Unless otherwise specified the compiling run-time compiles the interpreting run-time. The postponing run-time compiles the compiling run-time.

Types

translation: The result of a recognizer; the input of interpreting, compiling, and postponing; it's a semi-opaque type that consists of a translation token at the top of the data stack and additional data on various stacks below.

translation token: Single-cell item that identifies a certain translation. (This has formerly been called a rectype.)

Words

rec-name ( c-addr u -- translation )

If c-addr u is the name of a visible local or a visible named word, translation represents the text-interpretation semantics (interpreting, compiling, postponing) of that word (see translate-name). (formerly called rec-nt). If not, translation is translate-none.

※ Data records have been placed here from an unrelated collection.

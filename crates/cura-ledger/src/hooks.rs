use std::fmt;

use crate::context::{SupplyContext, TransferContext};

/// Observer invoked around a transfer.
pub type TransferHook = Box<dyn FnMut(&TransferContext) + Send>;

/// Observer invoked around a mint or burn.
pub type SupplyHook = Box<dyn FnMut(&SupplyContext) + Send>;

/// Lifecycle stage a hook is attached to.
#[derive(Clone, Copy, Debug, PartialEq, Eq, Hash)]
pub enum HookStage {
    PreTransfer,
    PostTransfer,
    PreMint,
    PostMint,
    PreBurn,
    PostBurn,
}

// ---------------------------------------------------------------------------
// LedgerHooks
// ---------------------------------------------------------------------------

/// Ordered observer lists, one per [`HookStage`].
///
/// Hooks run in registration order with the current context. They observe
/// only: a hook cannot veto or alter the mutation it surrounds.
#[derive(Default)]
pub struct LedgerHooks {
    pre_transfer: Vec<TransferHook>,
    post_transfer: Vec<TransferHook>,
    pre_mint: Vec<SupplyHook>,
    post_mint: Vec<SupplyHook>,
    pre_burn: Vec<SupplyHook>,
    post_burn: Vec<SupplyHook>,
}

impl LedgerHooks {
    pub fn new() -> Self {
        Self::default()
    }

    pub fn pre_transfer(mut self, hook: impl FnMut(&TransferContext) + Send + 'static) -> Self {
        self.pre_transfer.push(Box::new(hook));
        self
    }

    pub fn post_transfer(mut self, hook: impl FnMut(&TransferContext) + Send + 'static) -> Self {
        self.post_transfer.push(Box::new(hook));
        self
    }

    pub fn pre_mint(mut self, hook: impl FnMut(&SupplyContext) + Send + 'static) -> Self {
        self.pre_mint.push(Box::new(hook));
        self
    }

    pub fn post_mint(mut self, hook: impl FnMut(&SupplyContext) + Send + 'static) -> Self {
        self.post_mint.push(Box::new(hook));
        self
    }

    pub fn pre_burn(mut self, hook: impl FnMut(&SupplyContext) + Send + 'static) -> Self {
        self.pre_burn.push(Box::new(hook));
        self
    }

    pub fn post_burn(mut self, hook: impl FnMut(&SupplyContext) + Send + 'static) -> Self {
        self.post_burn.push(Box::new(hook));
        self
    }

    /// Append every list of `other` after the hooks already registered.
    pub fn append(&mut self, other: LedgerHooks) {
        self.pre_transfer.extend(other.pre_transfer);
        self.post_transfer.extend(other.post_transfer);
        self.pre_mint.extend(other.pre_mint);
        self.post_mint.extend(other.post_mint);
        self.pre_burn.extend(other.pre_burn);
        self.post_burn.extend(other.post_burn);
    }

    /// Number of hooks registered for a stage.
    pub fn count(&self, stage: HookStage) -> usize {
        match stage {
            HookStage::PreTransfer => self.pre_transfer.len(),
            HookStage::PostTransfer => self.post_transfer.len(),
            HookStage::PreMint => self.pre_mint.len(),
            HookStage::PostMint => self.post_mint.len(),
            HookStage::PreBurn => self.pre_burn.len(),
            HookStage::PostBurn => self.post_burn.len(),
        }
    }

    pub fn is_empty(&self) -> bool {
        self.pre_transfer.is_empty()
            && self.post_transfer.is_empty()
            && self.pre_mint.is_empty()
            && self.post_mint.is_empty()
            && self.pre_burn.is_empty()
            && self.post_burn.is_empty()
    }

    pub(crate) fn run_transfer(&mut self, stage: HookStage, context: &TransferContext) {
        let hooks = match stage {
            HookStage::PreTransfer => &mut self.pre_transfer,
            HookStage::PostTransfer => &mut self.post_transfer,
            _ => return,
        };
        for hook in hooks.iter_mut() {
            hook(context);
        }
    }

    pub(crate) fn run_supply(&mut self, stage: HookStage, context: &SupplyContext) {
        let hooks = match stage {
            HookStage::PreMint => &mut self.pre_mint,
            HookStage::PostMint => &mut self.post_mint,
            HookStage::PreBurn => &mut self.pre_burn,
            HookStage::PostBurn => &mut self.post_burn,
            _ => return,
        };
        for hook in hooks.iter_mut() {
            hook(context);
        }
    }
}

impl fmt::Debug for LedgerHooks {
    fn fmt(&self, f: &mut fmt::Formatter<'_>) -> fmt::Result {
        f.debug_struct("LedgerHooks")
            .field("pre_transfer", &self.pre_transfer.len())
            .field("post_transfer", &self.post_transfer.len())
            .field("pre_mint", &self.pre_mint.len())
            .field("post_mint", &self.post_mint.len())
            .field("pre_burn", &self.pre_burn.len())
            .field("post_burn", &self.post_burn.len())
            .finish()
    }
}
use cura_ledger::LedgerError;
use cura_types::{AccountId, Numeric};

/// Errors produced by pool operations.
#[derive(Debug, Clone, PartialEq, thiserror::Error)]
pub enum PoolError {
    /// Genesis invariants do not hold.
    #[error("configuration error: {0}")]
    Configuration(String),

    #[error("insufficient funds in {account}: available {available}, requested {requested}")]
    InsufficientFunds {
        account: AccountId,
        available: Numeric,
        requested: Numeric,
    },

    #[error("insufficient deposit for {account}: deposited {deposited}, requested {requested}")]
    InsufficientDeposit {
        account: AccountId,
        deposited: Numeric,
        requested: Numeric,
    },

    #[error("invalid amount: {0}")]
    InvalidAmount(Numeric),

    /// Royalties cannot be spread over zero shares.
    #[error("cannot distribute {royalties} royalties: total shares is zero")]
    NoShareholders { royalties: Numeric },

    /// Royalties cannot be spread over zero deposits.
    #[error("cannot distribute {royalties} royalties: secondary pool has no deposits")]
    NoDepositors { royalties: Numeric },

    /// Compounded issuance no longer fits in a finite share supply.
    #[error("share supply overflows after {elapsed} blocks of unminted issuance")]
    SupplyOverflow { elapsed: u64 },

    #[error(transparent)]
    Ledger(#[from] LedgerError),
}

/// Convenience alias for pool results.
pub type Result<T> = std::result::Result<T, PoolError>;
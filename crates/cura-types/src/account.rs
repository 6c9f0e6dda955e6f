use std::borrow::Borrow;
use std::fmt;

use serde::{Deserialize, Serialize};

/// Opaque account identifier.
///
/// Accounts are plain strings (`"curator1"`, `"curationPool"`). Ordering is
/// lexicographic so balance maps iterate deterministically.
#[derive(Clone, PartialEq, Eq, PartialOrd, Ord, Hash, Serialize, Deserialize)]
#[serde(transparent)]
pub struct AccountId(String);

impl AccountId {
    /// Create an account identifier from any string-like value.
    pub fn new(id: impl Into<String>) -> Self {
        Self(id.into())
    }

    /// The identifier as a string slice.
    pub fn as_str(&self) -> &str {
        &self.0
    }
}

impl From<&str> for AccountId {
    fn from(s: &str) -> Self {
        Self(s.to_string())
    }
}

impl From<String> for AccountId {
    fn from(s: String) -> Self {
        Self(s)
    }
}

impl Borrow<str> for AccountId {
    fn borrow(&self) -> &str {
        &self.0
    }
}

impl AsRef<str> for AccountId {
    fn as_ref(&self) -> &str {
        &self.0
    }
}

impl fmt::Debug for AccountId {
    fn fmt(&self, f: &mut fmt::Formatter<'_>) -> fmt::Result {
        write!(f, "AccountId({})", self.0)
    }
}

impl fmt::Display for AccountId {
    fn fmt(&self, f: &mut fmt::Formatter<'_>) -> fmt::Result {
        f.write_str(&self.0)
    }
}
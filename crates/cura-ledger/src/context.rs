use cura_types::{AccountId, Numeric};
use serde::{Deserialize, Serialize};

/// Ephemeral record threaded through the transfer hook pipeline.
///
/// Pre-transfer hooks see the requested amount. Validation may reduce
/// `amount` to the sender balance before execution; post-transfer hooks see
/// the amount that was actually executed.
#[derive(Clone, Debug, PartialEq, Serialize, Deserialize)]
pub struct TransferContext {
    pub from: AccountId,
    pub to: AccountId,
    pub amount: Numeric,
    pub sender_balance_before: Numeric,
    pub receiver_balance_before: Numeric,
}

impl TransferContext {
    /// Copy of this context with a different amount.
    pub fn with_amount(&self, amount: Numeric) -> Self {
        Self {
            amount,
            ..self.clone()
        }
    }
}

/// Context for the mint and burn hook stages.
#[derive(Clone, Debug, PartialEq, Serialize, Deserialize)]
pub struct SupplyContext {
    pub account: AccountId,
    pub amount: Numeric,
    pub balance_before: Numeric,
}

/// How a transfer request was resolved.
#[derive(Clone, Copy, Debug, PartialEq, Serialize, Deserialize)]
#[serde(tag = "outcome", rename_all = "snake_case")]
pub enum TransferOutcome {
    /// The requested amount moved.
    Executed,
    /// The request exceeded the sender balance by less than
    /// [`cura_types::TRANSFER_EPSILON`]; the full balance moved instead.
    Clamped { requested: Numeric },
    /// The request exceeded the sender balance; nothing moved.
    Skipped { shortfall: Numeric },
    /// The amount was negative or not finite; nothing moved.
    Rejected,
}

/// Result of [`crate::Ledger::transfer`].
#[derive(Clone, Debug, PartialEq, Serialize, Deserialize)]
pub struct TransferReceipt {
    /// Context as seen by the post-transfer hooks.
    pub context: TransferContext,
    pub outcome: TransferOutcome,
}

impl TransferReceipt {
    /// Amount that actually changed hands.
    pub fn moved(&self) -> Numeric {
        match self.outcome {
            TransferOutcome::Executed | TransferOutcome::Clamped { .. } => self.context.amount,
            TransferOutcome::Skipped { .. } | TransferOutcome::Rejected => 0.0,
        }
    }

    /// Returns `true` if balances changed (or would have, for a self-transfer).
    pub fn is_executed(&self) -> bool {
        matches!(
            self.outcome,
            TransferOutcome::Executed | TransferOutcome::Clamped { .. }
        )
    }
}
//! Two-tier curation pool accounting.
//!
//! The primary [`CurationPool`] takes reserve-token deposits, issues shares at
//! a fixed per-block rate, sells new shares at a dilution price, and spreads
//! royalties over all shares. Newly issued shares and purchase proceeds flow
//! to the [`SecondaryPool`], which distributes them to depositors in
//! proportion to their deposits.
//!
//! # Settlement
//!
//! Nothing is pushed to holders eagerly. Each pool keeps a global
//! accumulator per unit (royalties per share, shares and royalties per
//! deposit) and a snapshot per account; an account's entitlement is the
//! accumulator delta times the weight recorded in its snapshot. Issuance is
//! virtual until [`PrimaryPool::mint_shares`] materializes it.
//!
//! # Design Rules
//!
//! 1. Every share movement settles the affected accounts' royalties first.
//! 2. Weight changes (deposit, withdraw) are preceded by a claim.
//! 3. Recorded deposits always sum to the pool's reserve balance.
//! 4. The clock and the reserve ledger are lent per call via [`PoolEnv`].

pub mod book;
pub mod config;
pub mod curation;
pub mod error;
pub mod secondary;
pub mod snapshot;
pub mod traits;

pub use book::{DepositBook, DepositRegistry};
pub use config::{Genesis, PoolConfig, WithdrawOrder};
pub use curation::CurationPool;
pub use error::{PoolError, Result};
pub use secondary::{ClaimPayout, SecondaryPool, ShareDistribution};
pub use snapshot::{PrimaryPoolSnapshot, SecondaryPoolSnapshot};
pub use traits::{PoolEnv, PrimaryPool};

rec-number ( c-addr u -- translation )

If c-addr u is a single or double number (without or with prefix), or a character, all as described in section ..., translation represents pushing that number at run-time (see translate-cell, translate-dcell). If not, translation is translate-none.

rec-float ( c-addr u -- translation )

If c-addr u is a floating-point number, as described in section ..., translation represents pushing that number at run-time (see translate-float). If c-addr u has the syntax of a double number without prefix according to section ..., and it correspond to the floating-point number r corresponding to that string according to section ..., translation may represent pushing r at run-time. If c-addr u is not recognized as a floating-point number, translation is translate-none.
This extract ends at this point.